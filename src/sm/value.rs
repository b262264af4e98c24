use std::fmt;

use crate::types::{Cell, Int, Real};

use super::RuntimeFault;

/// Contents of a stack slot or memory cell. Booleans are `Int(0)` / `Int(1)`.
#[derive(Debug, Clone, PartialEq)]
pub enum Value {
    Int(Int),
    Real(Real),
    Text(String),
}

// Largest magnitude a real can have and still convert to Int without loss of
// the integral part.
const INT_LIMIT: Real = 9_007_199_254_740_992.0; // 2^53

impl Value {
    pub fn bool(b: bool) -> Self {
        Value::Int(Int::from(b))
    }

    /// Post-arithmetic normalisation: a result without a fractional part is
    /// stored as an integer, anything else stays real.
    pub fn normalize(n: Real) -> Self {
        if n.is_finite() && n.fract() == 0.0 && n.abs() <= INT_LIMIT {
            Value::Int(n as Int)
        } else {
            Value::Real(n)
        }
    }

    /// Numeric view used by arithmetic and comparisons. Text is parsed.
    pub fn as_real(&self) -> Result<Real, RuntimeFault> {
        match self {
            Value::Int(n) => Ok(*n as Real),
            Value::Real(n) => Ok(*n),
            Value::Text(s) => s
                .trim()
                .parse::<Real>()
                .map_err(|_| RuntimeFault::NotNumeric(s.clone())),
        }
    }

    /// Interprets the value as a memory cell index.
    pub fn as_cell(&self) -> Result<Cell, RuntimeFault> {
        match self {
            Value::Int(n) if *n >= 0 => Ok(*n as Cell),
            Value::Text(s) => s
                .trim()
                .parse::<Cell>()
                .map_err(|_| RuntimeFault::NotNumeric(s.clone())),
            other => Err(RuntimeFault::InvalidAddress(other.to_string())),
        }
    }

    /// Only integer zero counts as false.
    pub fn is_false(&self) -> bool {
        matches!(self, Value::Int(0))
    }
}

impl Default for Value {
    fn default() -> Self {
        Value::Int(0)
    }
}

impl fmt::Display for Value {
    fn fmt(&self, f: &mut fmt::Formatter<'_>) -> fmt::Result {
        match self {
            Value::Int(n) => write!(f, "{}", n),
            Value::Real(n) if n.is_finite() && n.fract() == 0.0 => write!(f, "{:.1}", n),
            Value::Real(n) => write!(f, "{}", n),
            Value::Text(s) => f.write_str(s),
        }
    }
}

/// Declared type of a value read by the input opcode.
#[derive(Debug, Clone, Copy, PartialEq, Eq)]
pub enum InputType {
    Integer,
    Real,
    Text,
    Boolean,
}

impl InputType {
    pub fn from_code(code: &str) -> Option<Self> {
        match code.trim() {
            "1" => Some(InputType::Integer),
            "2" => Some(InputType::Real),
            "3" => Some(InputType::Text),
            "4" => Some(InputType::Boolean),
            _ => None,
        }
    }

    /// Converts a committed input line. Malformed numbers become `0`.
    pub fn convert(self, line: &str) -> Value {
        let trimmed = line.trim();

        match self {
            InputType::Integer | InputType::Boolean => trimmed
                .parse::<Int>()
                .map(Value::Int)
                .unwrap_or_default(),
            InputType::Real => trimmed
                .parse::<Real>()
                .map(Value::Real)
                .unwrap_or_default(),
            InputType::Text => Value::Text(line.to_string()),
        }
    }
}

• [EXERCISE PROMPT]: Pull every line containing "memory" from the entries above and copy it.

• [PROBLEM SOLUTION]:
/// Contents of a stack slot or memory cell. Booleans are `Int(0)` / `Int(1)`.
    /// Interprets the value as a memory cell index.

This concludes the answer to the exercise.